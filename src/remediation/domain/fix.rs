//! Deterministic fix synthesis for classified issues.

use serde::{Deserialize, Serialize};

/// Remediation family a synthesised fix belongs to.
#[derive(Debug, Clone, Copy, PartialEq, Eq, Serialize, Deserialize)]
#[serde(rename_all = "snake_case")]
pub enum FixType {
    /// Indentation and syntax corrections.
    Syntax,
    /// Missing import insertion.
    Import,
    /// Security hardening.
    Security,
    /// Deprecated API replacement.
    Deprecation,
    /// Spelling corrections.
    Typo,
    /// No mechanical remediation; a human has to look.
    Manual,
}

impl FixType {
    /// Returns the canonical label.
    #[must_use]
    pub const fn as_str(self) -> &'static str {
        match self {
            Self::Syntax => "syntax",
            Self::Import => "import",
            Self::Security => "security",
            Self::Deprecation => "deprecation",
            Self::Typo => "typo",
            Self::Manual => "manual",
        }
    }

    /// Returns the capitalised name used in PR titles.
    #[must_use]
    pub const fn display_name(self) -> &'static str {
        match self {
            Self::Syntax => "Syntax",
            Self::Import => "Import",
            Self::Security => "Security",
            Self::Deprecation => "Deprecation",
            Self::Typo => "Typo",
            Self::Manual => "Manual",
        }
    }
}

/// One mechanical remediation step.
#[derive(Debug, Clone, PartialEq, Eq, Serialize, Deserialize)]
pub struct RemediationStep {
    /// Machine-readable action tag.
    pub action: String,
    /// What the step changes.
    pub description: String,
    /// Tooling hint for the executing actor.
    pub command: String,
}

/// Deterministic remediation recipe with an associated confidence.
#[derive(Debug, Clone, PartialEq, Serialize, Deserialize)]
pub struct FixPlan {
    /// Whether a mechanical fix is available.
    pub fixable: bool,
    /// Remediation family.
    pub fix_type: FixType,
    /// Confidence in the recipe, in `[0, 1]`.
    pub confidence: f64,
    /// Ordered steps to apply.
    pub changes: Vec<RemediationStep>,
    /// One-line summary of the recipe.
    pub explanation: String,
}

/// One row of the synthesis rule table.
struct FixRule {
    keywords: &'static [&'static str],
    fix_type: FixType,
    confidence: f64,
    action: &'static str,
    description: &'static str,
    command: &'static str,
    explanation: &'static str,
}

/// Synthesis rules checked in priority order; the first match wins.
static FIX_RULES: [FixRule; 5] = [
    FixRule {
        keywords: &["syntaxerror", "indentation"],
        fix_type: FixType::Syntax,
        confidence: 0.9,
        action: "fix_indentation",
        description: "Fix indentation issues using the formatter",
        command: "Run the auto-formatter in fix mode",
        explanation: "Auto-fix indentation and syntax issues",
    },
    FixRule {
        keywords: &["importerror", "modulenotfound"],
        fix_type: FixType::Import,
        confidence: 0.85,
        action: "add_import",
        description: "Add missing import statement",
        command: "Auto-detect and add import",
        explanation: "Add missing import statements",
    },
    FixRule {
        keywords: &["sql injection", "xss", "csrf", "vulnerability"],
        fix_type: FixType::Security,
        confidence: 0.8,
        action: "apply_security_fix",
        description: "Apply security best practices",
        command: "Apply parameterized queries, escape output",
        explanation: "Apply security fixes and sanitization",
    },
    FixRule {
        keywords: &["deprecat"],
        fix_type: FixType::Deprecation,
        confidence: 0.75,
        action: "update_deprecated",
        description: "Update to current API",
        command: "Replace deprecated calls",
        explanation: "Update deprecated API calls",
    },
    FixRule {
        keywords: &["typo", "spelling"],
        fix_type: FixType::Typo,
        confidence: 0.95,
        action: "fix_typo",
        description: "Correct spelling errors",
        command: "Apply spell checker",
        explanation: "Fix typos and spelling errors",
    },
];

/// Synthesises a remediation recipe from an issue description and optional
/// error context.
///
/// The rule table is scanned in priority order over the lower-cased
/// combined text; the first rule whose keyword list matches produces the
/// plan. Text matching no rule yields a non-fixable manual plan with zero
/// confidence, which is a normal outcome rather than an error.
#[must_use]
pub fn synthesize_fix(description: &str, error_context: &str) -> FixPlan {
    let content = format!("{description} {error_context}").to_lowercase();

    let matched = FIX_RULES
        .iter()
        .find(|rule| rule.keywords.iter().any(|kw| content.contains(kw)));

    matched.map_or_else(manual_plan, |rule| FixPlan {
        fixable: true,
        fix_type: rule.fix_type,
        confidence: rule.confidence,
        changes: vec![RemediationStep {
            action: rule.action.to_owned(),
            description: rule.description.to_owned(),
            command: rule.command.to_owned(),
        }],
        explanation: rule.explanation.to_owned(),
    })
}

/// Plan returned when no rule matches.
const fn manual_plan() -> FixPlan {
    FixPlan {
        fixable: false,
        fix_type: FixType::Manual,
        confidence: 0.0,
        changes: Vec::new(),
        explanation: String::new(),
    }
}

--

| Goal of the exercise |
Each line that holds the string "formatter" counts once. Give the total for the listing and nothing else.

| Reply |
2